Start of Block

#[cfg(test)]
mod tests {
    use super::*;
    use crate::schema::fields::{self, field};
    use crate::schema::ItemLabel;
    use serde_json::json;

    fn today() -> NaiveDate {
        NaiveDate::from_ymd_opt(2024, 5, 1).unwrap()
    }

    fn run(descriptor: &FieldDescriptor, raw: Option<Value>) -> (Option<NormalizedValue>, ViolationList) {
        let mut violations = ViolationList::new();
        let value = descriptor.validate(raw.as_ref(), &FieldPath::root().key("f"), today(), &mut violations);
        (value, violations)
    }

    #[test]
    fn test_text_requires_string() {
        let (value, v) = run(&fields::text("T"), Some(json!("hello")));
        assert_eq!(value, Some(NormalizedValue::Text("hello".into())));
        assert!(v.is_empty());

        let (value, v) = run(&fields::text("T"), Some(json!(42)));
        assert!(value.is_none());
        assert_eq!(v.to_string(), "f: expected string, got number");
    }

    #[test]
    fn test_missing_required_and_optional() {
        let (_, v) = run(&fields::text("T"), None);
        assert_eq!(v.len(), 1);

        let (value, v) = run(&fields::text("T").optional(), None);
        assert_eq!(value, Some(NormalizedValue::Absent));
        assert!(v.is_empty());

        let (_, v) = run(&fields::text("T"), Some(Value::Null));
        assert_eq!(v.len(), 1);
    }

    #[test]
    fn test_slug_from_label_and_explicit() {
        let (value, _) = run(&fields::slug("Title"), Some(json!("  My First Post ")));
        assert_eq!(
            value,
            Some(NormalizedValue::Slug(SlugValue {
                name: "My First Post".into(),
                slug: "my-first-post".into()
            }))
        );

        let (value, _) = run(
            &fields::slug("Title"),
            Some(json!({ "name": "My First Post", "slug": "first" })),
        );
        match value {
            Some(NormalizedValue::Slug(s)) => assert_eq!(s.slug, "first"),
            other => panic!("unexpected {:?}", other),
        }

        let (_, v) = run(&fields::slug("Title"), Some(json!("!!!")));
        assert!(matches!(v.iter().next().unwrap().kind, ViolationKind::EmptySlug { .. }));
    }

    #[test]
    fn test_explicit_slug_must_be_string() {
        let (value, v) = run(&fields::slug("Title"), Some(json!({ "name": "X", "slug": 5 })));
        assert!(value.is_none());
        assert_eq!(v.to_string(), "f.slug: expected string, got number");

        let (value, v) = run(&fields::slug("Title"), Some(json!({ "name": "X", "slug": null })));
        assert!(v.is_empty());
        match value {
            Some(NormalizedValue::Slug(s)) => assert_eq!(s.slug, "x"),
            other => panic!("unexpected {:?}", other),
        }
    }

    #[test]
    fn test_boolean_exact() {
        let (_, v) = run(&fields::checkbox("B", false), Some(json!("true")));
        assert_eq!(v.len(), 1);
        let (value, _) = run(&fields::checkbox("B", false), None);
        assert_eq!(value, Some(NormalizedValue::Bool(false)));
    }

    #[test]
    fn test_date_parse_and_today_default() {
        let (value, _) = run(&fields::date("D"), Some(json!("2023-12-31")));
        assert_eq!(
            value,
            Some(NormalizedValue::Date(NaiveDate::from_ymd_opt(2023, 12, 31).unwrap()))
        );

        let (_, v) = run(&fields::date("D"), Some(json!("31/12/2023")));
        assert!(matches!(v.iter().next().unwrap().kind, ViolationKind::InvalidDate { .. }));

        let (value, _) = run(&fields::date_today("D"), None);
        assert_eq!(value, Some(NormalizedValue::Date(today())));
    }

    #[test]
    fn test_url() {
        let (value, _) = run(&fields::url("U"), Some(json!("https://q1b.dev")));
        assert_eq!(value, Some(NormalizedValue::Url("https://q1b.dev".into())));

        let (_, v) = run(&fields::url("U"), Some(json!("not a url")));
        assert!(matches!(v.iter().next().unwrap().kind, ViolationKind::InvalidUrl { .. }));

        let (value, v) = run(&fields::url("U").optional(), Some(json!("")));
        assert_eq!(value, Some(NormalizedValue::Absent));
        assert!(v.is_empty());
    }

    #[test]
    fn test_select_unknown_value() {
        let select = fields::select("Employment", &[("Full time", "full-time")], "full-time");
        let (_, v) = run(&select, Some(json!("contractor")));
        assert_eq!(v.len(), 1);
        let message = v.to_string();
        assert!(message.starts_with("f:"));
        assert!(message.contains("contractor"));

        let (value, _) = run(&select, None);
        assert_eq!(value, Some(NormalizedValue::Select("full-time".into())));
    }

    #[test]
    fn test_asset_reference() {
        let image = fields::image("I", "public/og", "/og/");
        let (value, _) = run(&image, Some(json!("cover.png")));
        assert_eq!(
            value,
            Some(NormalizedValue::Asset(AssetRef {
                file: "cover.png".into(),
                src: "/og/cover.png".into()
            }))
        );

        let (_, v) = run(&image, Some(json!("")));
        assert_eq!(v.iter().next().unwrap().kind, ViolationKind::EmptyAsset);

        let (value, v) = run(&image.clone().optional(), Some(json!("")));
        assert_eq!(value, Some(NormalizedValue::Absent));
        assert!(v.is_empty());
    }

    #[test]
    fn test_object_ignores_unknown_keys() {
        let company = fields::object(
            "Company",
            vec![field("name", fields::text("Name")), field("location", fields::text("Location"))],
        );
        let (value, v) = run(
            &company,
            Some(json!({ "name": "Acme", "location": "Remote", "extra": 1 })),
        );
        assert!(v.is_empty());
        match value {
            Some(NormalizedValue::Object(o)) => assert_eq!(o.len(), 2),
            other => panic!("unexpected {:?}", other),
        }
    }

    #[test]
    fn test_absent_required_object_reports_once() {
        let company = fields::object(
            "Company",
            vec![field("name", fields::text("Name")), field("location", fields::text("Location"))],
        );
        let (_, v) = run(&company, None);
        assert_eq!(v.len(), 1);
        assert_eq!(v.to_string(), "f: required field is missing");
    }

    #[test]
    fn test_object_reports_every_missing_child() {
        let company = fields::object(
            "Company",
            vec![field("name", fields::text("Name")), field("location", fields::text("Location"))],
        );
        let (_, v) = run(&company, Some(json!({})));
        assert_eq!(v.len(), 2);
    }

    #[test]
    fn test_array_order_and_min_items() {
        let tags = fields::array("Tags", fields::text("Tag"), ItemLabel::Index);
        let (value, _) = run(&tags, Some(json!(["b", "a"])));
        assert_eq!(
            value,
            Some(NormalizedValue::Array(vec![
                NormalizedValue::Text("b".into()),
                NormalizedValue::Text("a".into())
            ]))
        );

        let (value, v) = run(&tags, Some(json!([])));
        assert!(v.is_empty());
        assert_eq!(value, Some(NormalizedValue::Array(vec![])));

        let non_empty = fields::non_empty(tags, 1);
        let (_, v) = run(&non_empty, Some(json!([])));
        assert_eq!(v.len(), 1);
    }

    #[test]
    fn test_array_element_paths() {
        let tags = fields::array("Tags", fields::text("Tag"), ItemLabel::Index);
        let (_, v) = run(&tags, Some(json!(["ok", 3, false])));
        let paths: Vec<_> = v.iter().map(|x| x.path.to_string()).collect();
        assert_eq!(paths, vec!["f[1]", "f[2]"]);
    }

    #[test]
    fn test_invalid_composites_keep_valid_parts() {
        let tags = fields::array("Tags", fields::relationship("Tag", "tags"), ItemLabel::Index);
        let (value, v) = run(&tags, Some(json!([7, "design"])));
        assert_eq!(v.len(), 1);
        assert_eq!(
            value,
            Some(NormalizedValue::Array(vec![
                NormalizedValue::Absent,
                NormalizedValue::Reference(Reference {
                    collection: "tags".into(),
                    identity: "design".into()
                })
            ]))
        );

        let company = fields::object(
            "Company",
            vec![field("name", fields::text("Name")), field("location", fields::text("Location"))],
        );
        let (value, v) = run(&company, Some(json!({ "name": "Acme" })));
        assert_eq!(v.len(), 1);
        match value {
            Some(NormalizedValue::Object(o)) => {
                assert_eq!(o.get("name"), Some(&NormalizedValue::Text("Acme".into())));
                assert!(o.get("location").is_none());
            }
            other => panic!("unexpected {:?}", other),
        }
    }

    #[test]
    fn test_relationship_defers_resolution() {
        let rel = fields::relationship("Tag", "tags");
        let (value, v) = run(&rel, Some(json!("anything")));
        assert!(v.is_empty());
        assert_eq!(
            value,
            Some(NormalizedValue::Reference(Reference {
                collection: "tags".into(),
                identity: "anything".into()
            }))
        );

        let (_, v) = run(&rel, Some(json!("")));
        assert_eq!(v.iter().next().unwrap().kind, ViolationKind::EmptyReference);
    }

    fn end_date() -> FieldDescriptor {
        fields::conditional(
            "End",
            fields::checkbox("Current", false),
            fields::empty(),
            fields::date("End Date"),
        )
    }

    #[test]
    fn test_conditional_true_branch_ignores_value() {
        let (value, v) = run(
            &end_date(),
            Some(json!({ "discriminant": true, "value": "not even a date" })),
        );
        assert!(v.is_empty());
        assert_eq!(
            value,
            Some(NormalizedValue::Conditional(ConditionalValue {
                discriminant: true,
                value: Box::new(NormalizedValue::Absent)
            }))
        );
    }

    #[test]
    fn test_conditional_false_branch_validated() {
        let (_, v) = run(&end_date(), Some(json!({ "discriminant": false, "value": "bad" })));
        assert_eq!(v.len(), 1);
        assert_eq!(v.iter().next().unwrap().path.to_string(), "f.value");

        let (_, v) = run(&end_date(), Some(json!({ "discriminant": false })));
        assert_eq!(v.to_string(), "f.value: required field is missing");
    }

    #[test]
    fn test_conditional_absent_uses_discriminant_default() {
        // Discriminant defaults to false, so the date branch is required
        let (_, v) = run(&end_date(), None);
        assert_eq!(v.to_string(), "f.value: required field is missing");
    }

    #[test]
    fn test_document_missing_body() {
        let doc = fields::document("Body", Default::default());
        let (_, v) = run(&doc, None);
        assert_eq!(v.iter().next().unwrap().kind, ViolationKind::MissingBody);
        let (value, _) = run(&doc, Some(json!("")));
        assert_eq!(value, Some(NormalizedValue::Document(String::new())));
    }
}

End of Block

### What is expected
Search the data for "number". Copy every line that has it.

### Answer space
        assert_eq!(v.to_string(), "f: expected string, got number");
        assert_eq!(v.to_string(), "f.slug: expected string, got number");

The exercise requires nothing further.